When one of Fritsche's daughters asked me how I liked the barbecue, I offered to pay extra for some meat freshly cut from the fatty deckle end of the brisket.
She smiled knowingly and said, "That's where all the flavor is."
"Yeah, I know," I told her. "But if that's where the flavor is, then why don't you serve it when people order brisket?" I asked her.
She said they usually chopped up the meat from the fatty end and served it in the chopped brisket sandwiches. The plate of fatty end meat she brought me had a couple of hunks of gristle in it, but it was moist, juicy and much more flavorful than the lean, dried-out slices.
I came back on another occasion to sample the chopped brisket sandwich. It was my favorite barbecue item at Carriage House Cafe. The beef was moist and juicy, but unfortunately it was drenched in cloyingly sweet barbecue sauce. There are better places to go for barbecue.
But I can't wait to bring some European tourists to Carriage House Cafe. It's the perfect place to fulfill their dreams of visiting the Wild West. And I'll take them to the horse races after dinner.

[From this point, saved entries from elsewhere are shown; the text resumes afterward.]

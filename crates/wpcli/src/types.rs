use serde::{Deserialize, Deserializer, Serialize};
use std::path::{Path, PathBuf};

/// A discovered WordPress installation and what the last probe learned.
#[derive(Debug, Clone, PartialEq, Eq, Serialize, Deserialize)]
pub struct Installation {
    /// Directory holding the marker file
    pub directory: PathBuf,
    /// Site home URL (`wp option get home`), empty until probed
    pub home_url: String,
    /// The options table checked OK
    pub valid_options: bool,
    /// `wp db check` reported overall success
    pub db_check_success: bool,
    /// Error output from the last database check
    pub db_error: String,
}

impl Installation {
    /// Create a record with nothing probed yet.
    pub fn new(directory: impl Into<PathBuf>) -> Self {
        Self {
            directory: directory.into(),
            home_url: String::new(),
            valid_options: false,
            db_check_success: false,
            db_error: String::new(),
        }
    }

    /// Directory of the installation.
    pub fn path(&self) -> &Path {
        &self.directory
    }

    /// Last path component, used as a short display name.
    pub fn name(&self) -> String {
        self.directory
            .file_name()
            .map(|n| n.to_string_lossy().to_string())
            .unwrap_or_else(|| self.directory.display().to_string())
    }

    /// Returns true if the last probe recorded error output.
    pub fn has_error(&self) -> bool {
        !self.db_error.is_empty()
    }

    /// Returns true if the database checked out and the options table is usable.
    pub fn is_healthy(&self) -> bool {
        self.db_check_success && self.valid_options && !self.has_error()
    }
}

/// Result of checking a single table.
#[derive(Debug, Clone, PartialEq, Eq, Serialize, Deserialize)]
pub struct TableCheck {
    /// Qualified table name (`database.table`)
    pub table_name: String,
    /// Status as reported by the check (`OK`, `error`, ...)
    pub check_status: String,
}

impl TableCheck {
    /// Returns true if the table checked OK.
    pub fn is_ok(&self) -> bool {
        self.check_status.eq_ignore_ascii_case("ok")
    }
}

/// Database details for one installation, rebuilt on every inspection.
#[derive(Debug, Clone, Default, PartialEq, Eq, Serialize, Deserialize)]
pub struct DatabaseInfo {
    /// Database name
    pub name: Option<String>,
    /// Human-readable size
    pub size: Option<String>,
    /// Error output of the size query
    pub size_error: Option<String>,
    /// Per-table check results, in tool output order
    pub check_tables: Vec<TableCheck>,
    /// Error output of the table check
    pub check_error: Option<String>,
}

impl DatabaseInfo {
    /// Tables whose status is not OK.
    pub fn failing_tables(&self) -> impl Iterator<Item = &TableCheck> {
        self.check_tables.iter().filter(|t| !t.is_ok())
    }

    /// Returns true if any query reported error output.
    pub fn has_errors(&self) -> bool {
        self.size_error.is_some() || self.check_error.is_some()
    }
}

/// A single wp-config.php directive as listed by WP-CLI.
#[derive(Debug, Clone, PartialEq, Eq, Serialize, Deserialize)]
pub struct ConfigDirective {
    /// Constant or variable name
    pub name: String,
    /// Value as text
    #[serde(deserialize_with = "scalar_to_string")]
    pub value: String,
    /// `constant`, `variable` or `includes`
    #[serde(rename = "type")]
    pub kind: String,
}

/// Directives of one installation plus any error WP-CLI reported.
#[derive(Debug, Clone, Default, PartialEq, Eq, Serialize, Deserialize)]
pub struct ConfigListing {
    /// Directives in tool output order
    pub directives: Vec<ConfigDirective>,
    /// Error output of the listing command
    pub error: Option<String>,
}

impl ConfigListing {
    /// Find a directive by exact name.
    pub fn find(&self, name: &str) -> Option<&ConfigDirective> {
        self.directives.iter().find(|d| d.name == name)
    }
}

/// Outcome of a database export or import.
#[derive(Debug, Clone, PartialEq, Eq, Serialize, Deserialize)]
pub enum DumpOutcome {
    /// WP-CLI reported success
    Completed {
        /// Success message printed by WP-CLI
        message: String,
        /// Dump file written or read
        path: PathBuf,
    },
    /// WP-CLI produced no output
    Failed {
        /// Fixed failure description
        reason: String,
    },
}

impl DumpOutcome {
    /// Returns true if the dump operation completed.
    pub fn is_success(&self) -> bool {
        matches!(self, Self::Completed { .. })
    }

    /// The success message or the failure reason.
    pub fn message(&self) -> &str {
        match self {
            Self::Completed { message, .. } => message,
            Self::Failed { reason } => reason,
        }
    }
}

/// Outcome of a wp-config edit (set, delete, shuffle-salts).
#[derive(Debug, Clone, PartialEq, Eq, Serialize, Deserialize)]
pub enum EditOutcome {
    /// WP-CLI reported `Success`
    Applied,
    /// Anything else; `output` holds what the tool printed, if anything
    Rejected {
        /// Error output, or standard output when there was none
        output: String,
    },
}

impl EditOutcome {
    /// Returns true if the edit was applied.
    pub fn is_applied(&self) -> bool {
        matches!(self, Self::Applied)
    }
}

/// Accept any JSON scalar and keep its textual form.
///
/// `wp config list` prints booleans and numbers unquoted when a constant is
/// defined that way.
pub(crate) fn scalar_to_string<'de, D>(deserializer: D) -> Result<String, D::Error>
where
    D: Deserializer<'de>,
{
    let value = serde_json::Value::deserialize(deserializer)?;
    Ok(match value {
        serde_json::Value::String(s) => s,
        serde_json::Value::Null => String::new(),
        other => other.to_string(),
    })
}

You can have a barrel of fun gawking at the Old Western weirdness at Carriage House Cafe and a decent meal, too, if you're careful what you order. Skip the hopelessly dry hamburgers and homemade sausage. If you want barbecued brisket, get the chopped sandwich or ask for the meat to be freshly cut from the fatty end. As everybody knows, "that's where all the flavor is."
The half-pound CFS is sublime. But for a real deal, ignore all the silly warnings and split the one-pound OBBBB CFS with somebody — it's the perfect chicken-fried steak for two.